[ACTION ITEM]
For each line in the data that includes "from", make a copy.

(Stored data)
==========

//! SVG markup for the NAV chart.

use std::fmt::Write as _;

use super::nav::{NavSeries, PRODUCT_TITLE, month_label};

const GRID_LEFT: f64 = 60.0;
const GRID_RIGHT: f64 = 40.0;
const GRID_TOP: f64 = 70.0;
const GRID_BOTTOM: f64 = 70.0;
const Y_TICKS: usize = 5;

const NAV_COLOR: &str = "#1f3a8a";
const MA_COLOR: &str = "#6b7280";
const AXIS_TEXT: &str = "#374151";
const FONT_STACK: &str =
    "'Noto Sans SC', 'PingFang SC', 'Microsoft YaHei', 'Segoe UI', Roboto, Helvetica, Arial, sans-serif";

pub const NAV_LEGEND: &str = "单位净值 (NAV)";
pub const MA_LEGEND: &str = "MA20";

/// Maps series index and value to canvas coordinates.
struct Plot {
    left: f64,
    top: f64,
    width: f64,
    height: f64,
    count: usize,
    min: f64,
    max: f64,
}

impl Plot {
    #[allow(clippy::cast_precision_loss)]
    fn x(&self, index: usize) -> f64 {
        let band = self.width / self.count.max(1) as f64;
        self.left + band * (index as f64 + 0.5)
    }

    fn y(&self, value: f64) -> f64 {
        let span = (self.max - self.min).max(f64::EPSILON);
        self.top + self.height * (1.0 - (value - self.min) / span)
    }

    fn bottom(&self) -> f64 {
        self.top + self.height
    }

    fn polyline(&self, values: &[f64]) -> String {
        let mut d = String::new();
        for (i, v) in values.iter().enumerate() {
            let cmd = if i == 0 { 'M' } else { 'L' };
            let _ = write!(d, "{cmd}{:.2},{:.2} ", self.x(i), self.y(*v));
        }
        d.trim_end().to_string()
    }
}

/// Value bounds padded by 5% so the line never touches the frame.
fn padded_bounds(series: &NavSeries) -> (f64, f64) {
    let values = series.nav.iter().chain(series.ma.iter()).copied();
    let (lo, hi) = values.fold((f64::INFINITY, f64::NEG_INFINITY), |(lo, hi), v| (lo.min(v), hi.max(v)));
    if !lo.is_finite() || !hi.is_finite() {
        return (0.0, 1.0);
    }
    let pad = ((hi - lo) * 0.05).max(0.001);
    (lo - pad, hi + pad)
}

pub(crate) fn escape_xml(text: &str) -> String {
    let mut out = String::with_capacity(text.len());
    for ch in text.chars() {
        match ch {
            '&' => out.push_str("&amp;"),
            '<' => out.push_str("&lt;"),
            '>' => out.push_str("&gt;"),
            '"' => out.push_str("&quot;"),
            _ => out.push(ch),
        }
    }
    out
}

/// Render `series` as a standalone SVG document of `width`×`height`.
#[must_use]
#[allow(clippy::too_many_lines, clippy::cast_precision_loss)]
pub fn nav_chart_svg(series: &NavSeries, width: u32, height: u32) -> String {
    let w = f64::from(width);
    let h = f64::from(height);
    let (min, max) = padded_bounds(series);
    let plot = Plot {
        left: GRID_LEFT,
        top: GRID_TOP,
        width: (w - GRID_LEFT - GRID_RIGHT).max(1.0),
        height: (h - GRID_TOP - GRID_BOTTOM).max(1.0),
        count: series.nav.len(),
        min,
        max,
    };

    let mut svg = String::new();
    let _ = writeln!(
        svg,
        r#"<svg xmlns="http://www.w3.org/2000/svg" width="{width}" height="{height}" viewBox="0 0 {width} {height}" font-family="{FONT_STACK}">"#
    );
    let _ = writeln!(
        svg,
        r#"<defs><linearGradient id="navArea" x1="0" y1="0" x2="0" y2="1"><stop offset="0" stop-color="{NAV_COLOR}" stop-opacity="0.06"/><stop offset="1" stop-color="{NAV_COLOR}" stop-opacity="0"/></linearGradient></defs>"#
    );
    let _ = writeln!(svg, r##"<rect width="100%" height="100%" fill="#ffffff"/>"##);

    // Title block.
    let _ = writeln!(
        svg,
        r##"<text x="20" y="30" font-size="16" font-weight="600" fill="#0f172a">{}</text>"##,
        escape_xml(PRODUCT_TITLE)
    );
    let _ = writeln!(
        svg,
        r##"<text x="20" y="52" font-size="12" fill="#475569">{}</text>"##,
        escape_xml(&series.range_text())
    );

    // Legend, anchored top-right.
    let legend_y = 26.0;
    for (offset, label, color, dash) in [(230.0, NAV_LEGEND, NAV_COLOR, ""), (80.0, MA_LEGEND, MA_COLOR, r#" stroke-dasharray="5 3""#)]
    {
        let x = w - 20.0 - offset;
        let _ = writeln!(
            svg,
            r##"<line x1="{x:.1}" y1="{legend_y:.1}" x2="{:.1}" y2="{legend_y:.1}" stroke="{color}" stroke-width="3"{dash}/><text x="{:.1}" y="{:.1}" font-size="12" fill="#111827">{}</text>"##,
            x + 25.0,
            x + 31.0,
            legend_y + 4.0,
            escape_xml(label)
        );
    }

    // Y axis: split lines and 4dp labels.
    let _ = writeln!(
        svg,
        r#"<text x="{:.1}" y="{:.1}" font-size="12" text-anchor="middle" fill="{AXIS_TEXT}">单位净值</text>"#,
        plot.left,
        plot.top - 12.0
    );
    for i in 0..Y_TICKS {
        let value = min + (max - min) * i as f64 / (Y_TICKS - 1) as f64;
        let y = plot.y(value);
        let _ = writeln!(
            svg,
            r##"<line x1="{:.1}" y1="{y:.2}" x2="{:.1}" y2="{y:.2}" stroke="#e5e7eb"/><text x="{:.1}" y="{:.2}" font-size="11" text-anchor="end" fill="{AXIS_TEXT}">{value:.4}</text>"##,
            plot.left,
            plot.left + plot.width,
            plot.left - 6.0,
            y + 4.0
        );
    }

    // X axis with month labels on the first of each month.
    let axis_y = plot.bottom();
    let _ = writeln!(
        svg,
        r##"<line x1="{:.1}" y1="{axis_y:.1}" x2="{:.1}" y2="{axis_y:.1}" stroke="#cbd5e1"/>"##,
        plot.left,
        plot.left + plot.width
    );
    for (i, date) in series.dates.iter().enumerate() {
        if let Some(label) = month_label(*date) {
            let _ = writeln!(
                svg,
                r#"<text x="{:.2}" y="{:.1}" font-size="11" text-anchor="middle" fill="{AXIS_TEXT}">{label}</text>"#,
                plot.x(i),
                axis_y + 22.0
            );
        }
    }

    if series.nav.is_empty() {
        svg.push_str("</svg>\n");
        return svg;
    }

    // NAV area + line, MA dashed line.
    let nav_path = plot.polyline(&series.nav);
    let last = series.nav.len() - 1;
    let _ = writeln!(
        svg,
        r#"<path d="{nav_path} L{:.2},{axis_y:.2} L{:.2},{axis_y:.2} Z" fill="url(#navArea)" stroke="none"/>"#,
        plot.x(last),
        plot.x(0)
    );
    let _ = writeln!(
        svg,
        r#"<path d="{nav_path}" fill="none" stroke="{NAV_COLOR}" stroke-width="2" stroke-linejoin="round"/>"#
    );
    let _ = writeln!(
        svg,
        r#"<path d="{}" fill="none" stroke="{MA_COLOR}" stroke-width="2" stroke-dasharray="6 4" stroke-linejoin="round"/>"#,
        plot.polyline(&series.ma)
    );

    // Mean reference line.
    if let Some(avg) = series.mean() {
        let y = plot.y(avg);
        let _ = writeln!(
            svg,
            r##"<line x1="{:.1}" y1="{y:.2}" x2="{:.1}" y2="{y:.2}" stroke="#9ca3af" stroke-dasharray="4 4"/><text x="{:.1}" y="{:.2}" font-size="11" fill="#6b7280">均值 {avg:.4}</text>"##,
            plot.left,
            plot.left + plot.width,
            plot.left + plot.width - 70.0,
            y - 4.0
        );
    }

    // Latest value marker.
    let (lx, ly) = (plot.x(last), plot.y(series.nav[last]));
    let _ = writeln!(
        svg,
        r##"<circle cx="{lx:.2}" cy="{ly:.2}" r="4" fill="{NAV_COLOR}"/><rect x="{:.2}" y="{:.2}" width="96" height="18" rx="3" fill="#f3f4f6" stroke="#e5e7eb"/><text x="{:.2}" y="{:.2}" font-size="11" fill="#111827">最新: {:.4}</text>"##,
        lx - 100.0,
        ly - 30.0,
        lx - 94.0,
        ly - 17.0,
        series.nav[last]
    );

    svg.push_str("</svg>\n");
    svg
}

==========

[ANSWER SPACE]
    let w = f64::from(width);
    let h = f64::from(height);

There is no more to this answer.